[Data entries]

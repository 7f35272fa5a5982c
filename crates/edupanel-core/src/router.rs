// Edupanel
// Copyright (C) 2025 Synerthink

// This program is free software: you can redistribute it and/or modify
// it under the terms of the GNU Affero General Public License as published by
// the Free Software Foundation, either version 3 of the License, or
// (at your option) any later version.

// This program is distributed in the hope that it will be useful,
// but WITHOUT ANY WARRANTY; without even the implied warranty of
// MERCHANTABILITY or FITNESS FOR A PARTICULAR PURPOSE.  See the
// GNU Affero General Public License for more details.

// You should have received a copy of the GNU Affero General Public License
// along with this program.  If not, see <http://www.gnu.org/licenses/>.

//! Route table and default route resolution
//!
//! Descriptors are declared once, in [`standard_routes`], and never change at
//! runtime. Matching prefers static segments over `:param` segments and only
//! falls back to the `*` catch-all, which must be declared last, when nothing
//! else matches.

use crate::error::{AccessError, AccessResult};
use crate::rbac::permissions::Permission;
use crate::rbac::policy::Requirement;
use crate::rbac::roles::Role;
use serde::Serialize;
use std::fmt;
use tracing::debug;

/// Public sign-in page
pub const LOGIN_PATH: &str = "/login";

/// Page explaining a role denial
pub const UNAUTHORIZED_PATH: &str = "/unauthorized";

const CATCH_ALL: &str = "*";

/// Canonical landing path for a role
///
/// This is the only role-to-landing mapping in the crate. The root redirect
/// and the post-login redirect both call it.
pub fn default_route(role: Option<Role>) -> &'static str {
    match role {
        None => LOGIN_PATH,
        Some(Role::SuperAdmin) => "/super-admin/dashboard",
        Some(Role::Manager) => "/manager/dashboard",
        Some(Role::Consultant) => "/consultant/dashboard",
        Some(Role::Receptionist) => "/receptionist/dashboard",
        Some(Role::Student) => "/student/dashboard",
    }
}

/// Identifier of the view a route renders
#[derive(Debug, Clone, Copy, PartialEq, Eq, Hash, Serialize)]
pub struct ViewId(pub &'static str);

impl fmt::Display for ViewId {
    fn fmt(&self, f: &mut fmt::Formatter<'_>) -> fmt::Result {
        f.write_str(self.0)
    }
}

/// What a route resolves to once access is settled
#[derive(Debug, Clone, Copy, PartialEq, Eq, Serialize)]
#[serde(rename_all = "snake_case", tag = "kind", content = "view")]
pub enum RouteTarget {
    View(ViewId),
    /// Send the actor to [`default_route`] for their role
    DefaultRoute,
}

/// Static binding of a path pattern to a target and an access policy
#[derive(Debug, Clone, Copy, PartialEq, Eq)]
pub struct RouteDescriptor {
    pub pattern: &'static str,
    pub target: RouteTarget,
    pub requirement: Requirement,
    /// Bypasses authentication entirely
    pub public: bool,
    /// Label when the route appears in the navigation menu
    pub menu_label: Option<&'static str>,
}

impl RouteDescriptor {
    pub const fn public(pattern: &'static str, view: &'static str) -> Self {
        Self {
            pattern,
            target: RouteTarget::View(ViewId(view)),
            requirement: Requirement::any_authenticated(),
            public: true,
            menu_label: None,
        }
    }

    /// Route open to any authenticated role
    pub const fn authenticated(pattern: &'static str, view: &'static str) -> Self {
        Self {
            pattern,
            target: RouteTarget::View(ViewId(view)),
            requirement: Requirement::any_authenticated(),
            public: false,
            menu_label: None,
        }
    }

    pub const fn guarded(pattern: &'static str, view: &'static str, roles: &'static [Role]) -> Self {
        Self {
            pattern,
            target: RouteTarget::View(ViewId(view)),
            requirement: Requirement::roles(roles),
            public: false,
            menu_label: None,
        }
    }

    /// Public route forwarding to the actor's default route
    pub const fn redirect_to_default(pattern: &'static str) -> Self {
        Self {
            pattern,
            target: RouteTarget::DefaultRoute,
            requirement: Requirement::any_authenticated(),
            public: true,
            menu_label: None,
        }
    }

    pub const fn catch_all() -> Self {
        Self::redirect_to_default(CATCH_ALL)
    }

    pub const fn with_permission(mut self, permission: Permission) -> Self {
        self.requirement = self.requirement.with_permission(permission);
        self
    }

    pub const fn in_menu(mut self, label: &'static str) -> Self {
        self.menu_label = Some(label);
        self
    }

    pub fn is_catch_all(&self) -> bool {
        self.pattern == CATCH_ALL
    }
}

/// Result of matching a concrete path
#[derive(Debug, Clone, PartialEq, Eq)]
pub struct RouteMatch<'a> {
    pub descriptor: &'a RouteDescriptor,
    /// Normalized path that was matched
    pub path: String,
    /// Values bound to `:param` segments, in pattern order
    pub params: Vec<(String, String)>,
}

impl RouteMatch<'_> {
    pub fn param(&self, name: &str) -> Option<&str> {
        self.params.iter().find(|(key, _)| key == name).map(|(_, value)| value.as_str())
    }
}

/// Immutable, validated set of route descriptors
pub struct RouteTable {
    descriptors: Vec<RouteDescriptor>,
    router: matchit::Router<usize>,
    catch_all: usize,
}

impl fmt::Debug for RouteTable {
    fn fmt(&self, f: &mut fmt::Formatter<'_>) -> fmt::Result {
        f.debug_struct("RouteTable").field("descriptors", &self.descriptors.len()).field("catch_all", &self.catch_all).finish()
    }
}

impl RouteTable {
    /// Validate descriptors and build the matcher
    ///
    /// Fails when the catch-all is missing, duplicated or not last, when a
    /// pattern is not absolute, or when two patterns conflict.
    pub fn new(descriptors: Vec<RouteDescriptor>) -> AccessResult<Self> {
        let catch_alls: Vec<usize> = descriptors.iter().enumerate().filter(|(_, d)| d.is_catch_all()).map(|(i, _)| i).collect();

        let catch_all = match catch_alls.as_slice() {
            [index] if *index + 1 == descriptors.len() => *index,
            [] => {
                return Err(AccessError::InvalidRouteTable {
                    message: "route table has no catch-all".to_string(),
                });
            }
            [_] => {
                return Err(AccessError::InvalidRouteTable {
                    message: "catch-all must be the last route".to_string(),
                });
            }
            _ => {
                return Err(AccessError::InvalidRouteTable {
                    message: format!("route table has {} catch-all routes", catch_alls.len()),
                });
            }
        };

        let mut router = matchit::Router::new();
        for (index, descriptor) in descriptors.iter().enumerate().filter(|(i, _)| *i != catch_all) {
            router.insert(to_matcher_syntax(descriptor.pattern)?, index)?;
        }

        debug!(routes = descriptors.len(), "Route table built");

        Ok(Self {
            descriptors,
            router,
            catch_all,
        })
    }

    /// The panel's built-in routes
    pub fn standard() -> AccessResult<Self> {
        Self::new(standard_routes())
    }

    /// Match a concrete path (query string and fragment are ignored)
    pub fn resolve(&self, path: &str) -> RouteMatch<'_> {
        let path = normalize_path(path);

        if let Ok(matched) = self.router.at(&path) {
            let params: Vec<(String, String)> = matched.params.iter().map(|(k, v)| (k.to_string(), v.to_string())).collect();

            if params.iter().all(|(_, value)| !value.is_empty()) {
                return RouteMatch {
                    descriptor: &self.descriptors[*matched.value],
                    path,
                    params,
                };
            }
        }

        RouteMatch {
            descriptor: &self.descriptors[self.catch_all],
            path,
            params: Vec::new(),
        }
    }

    pub fn descriptors(&self) -> &[RouteDescriptor] {
        &self.descriptors
    }

    pub fn catch_all(&self) -> &RouteDescriptor {
        &self.descriptors[self.catch_all]
    }

    pub fn len(&self) -> usize {
        self.descriptors.len()
    }

    pub fn is_empty(&self) -> bool {
        self.descriptors.is_empty()
    }
}

/// Convert `/leads/:id` into the matcher's `/leads/{id}` form
fn to_matcher_syntax(pattern: &str) -> AccessResult<String> {
    if !pattern.starts_with('/') {
        return Err(AccessError::InvalidRouteTable {
            message: format!("pattern '{pattern}' must start with '/'"),
        });
    }

    let mut converted = Vec::new();
    for segment in pattern.split('/') {
        if segment.contains(['{', '}', '*']) {
            return Err(AccessError::InvalidRouteTable {
                message: format!("pattern '{pattern}' contains unsupported segment '{segment}'"),
            });
        }

        match segment.strip_prefix(':') {
            Some("") => {
                return Err(AccessError::InvalidRouteTable {
                    message: format!("pattern '{pattern}' has an unnamed parameter"),
                });
            }
            Some(name) => converted.push(format!("{{{name}}}")),
            None => converted.push(segment.to_string()),
        }
    }

    Ok(converted.join("/"))
}

/// Strip query string and fragment and drop trailing slashes
pub fn normalize_path(path: &str) -> String {
    let path = path.split(['?', '#']).next().unwrap_or_default();
    let path = path.trim_end_matches('/');

    if path.is_empty() {
        "/".to_string()
    } else if path.starts_with('/') {
        path.to_string()
    } else {
        format!("/{path}")
    }
}

const STAFF: &[Role] = &[Role::Manager, Role::Consultant, Role::Receptionist];

/// Every route the panel knows, catch-all last
pub fn standard_routes() -> Vec<RouteDescriptor> {
    use Permission::*;
    use RouteDescriptor as R;

    vec![
        // Public
        R::redirect_to_default("/"),
        R::public(LOGIN_PATH, "login"),
        R::public(UNAUTHORIZED_PATH, "unauthorized"),
        R::public("/forgot-password", "forgot_password"),
        // Any authenticated role
        R::authenticated("/profile", "profile"),
        R::authenticated("/notifications", "notifications"),
        // Super admin
        R::guarded("/super-admin/dashboard", "super_admin_dashboard", &[Role::SuperAdmin]).in_menu("Dashboard"),
        R::guarded("/super-admin/offices", "office_list", &[Role::SuperAdmin]).with_permission(ManageOffices).in_menu("Offices"),
        R::guarded("/super-admin/offices/:id", "office_detail", &[Role::SuperAdmin]).with_permission(ManageOffices),
        R::guarded("/super-admin/staff", "staff_directory", &[Role::SuperAdmin]).in_menu("Staff"),
        R::guarded("/super-admin/settings", "system_settings", &[Role::SuperAdmin]).with_permission(ManageSettings).in_menu("Settings"),
        // Manager
        R::guarded("/manager/dashboard", "manager_dashboard", &[Role::Manager]).in_menu("Dashboard"),
        R::guarded("/manager/staff", "office_staff", &[Role::Manager]).with_permission(ManageStaff).in_menu("Staff"),
        R::guarded("/manager/leads", "office_leads", &[Role::Manager]).with_permission(AssignLeads).in_menu("Leads"),
        R::guarded("/manager/appointments", "office_appointments", &[Role::Manager]).with_permission(ViewAppointments).in_menu("Appointments"),
        R::guarded("/manager/applications", "application_review", &[Role::Manager]).with_permission(ReviewApplications).in_menu("Applications"),
        R::guarded("/manager/reports", "office_reports", &[Role::Manager]).with_permission(ViewReports).in_menu("Reports"),
        // Consultant
        R::guarded("/consultant/dashboard", "consultant_dashboard", &[Role::Consultant]).in_menu("Dashboard"),
        R::guarded("/consultant/leads", "my_leads", &[Role::Consultant]).with_permission(ViewLeads).in_menu("Leads"),
        R::guarded("/consultant/leads/:id", "lead_detail", &[Role::Consultant]).with_permission(ManageLeads),
        R::guarded("/consultant/appointments", "consultant_schedule", &[Role::Consultant]).with_permission(ViewAppointments).in_menu("Appointments"),
        R::guarded("/consultant/applications", "application_dashboard", &[Role::Consultant]).with_permission(ViewApplications).in_menu("Applications"),
        R::guarded("/consultant/applications/:id", "application_detail", &[Role::Consultant]).with_permission(ManageApplications),
        // Receptionist
        R::guarded("/receptionist/dashboard", "receptionist_dashboard", &[Role::Receptionist]).in_menu("Dashboard"),
        R::guarded("/receptionist/leads/new", "lead_intake", &[Role::Receptionist]).with_permission(CreateLeads).in_menu("New Lead"),
        R::guarded("/receptionist/appointments", "front_desk_schedule", &[Role::Receptionist]).with_permission(ManageAppointments).in_menu("Appointments"),
        R::guarded("/receptionist/walk-ins", "walk_in_queue", &[Role::Receptionist]).in_menu("Walk-ins"),
        // Student
        R::guarded("/student/dashboard", "student_dashboard", &[Role::Student]).in_menu("Dashboard"),
        R::guarded("/student/applications", "my_applications", &[Role::Student]).with_permission(ViewOwnApplications).in_menu("Applications"),
        R::guarded("/student/applications/:id", "my_application_detail", &[Role::Student]).with_permission(ViewOwnApplications),
        R::guarded("/student/appointments", "my_appointments", &[Role::Student]).with_permission(ViewAppointments).in_menu("Appointments"),
        R::guarded("/student/documents", "my_documents", &[Role::Student]).with_permission(UploadDocuments).in_menu("Documents"),
        // Shared staff views
        R::guarded("/appointments/:id", "appointment_detail", STAFF).with_permission(ViewAppointments),
        R::catch_all(),
    ]
}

Exercise aim - Starting at the first line of the entries above, please extract each line up to and including the line with "program is distributed", unchanged, and add nothing.

Task answer -
repository 7f35272fa5a5982c
filename crates/edupanel-core/src/router.rs
// Edupanel
// Copyright (C) 2025 Synerthink

// This program is free software: you can redistribute it and/or modify
// it under the terms of the GNU Affero General Public License as published by
// the Free Software Foundation, either version 3 of the License, or
// (at your option) any later version.

// This program is distributed in the hope that it will be useful,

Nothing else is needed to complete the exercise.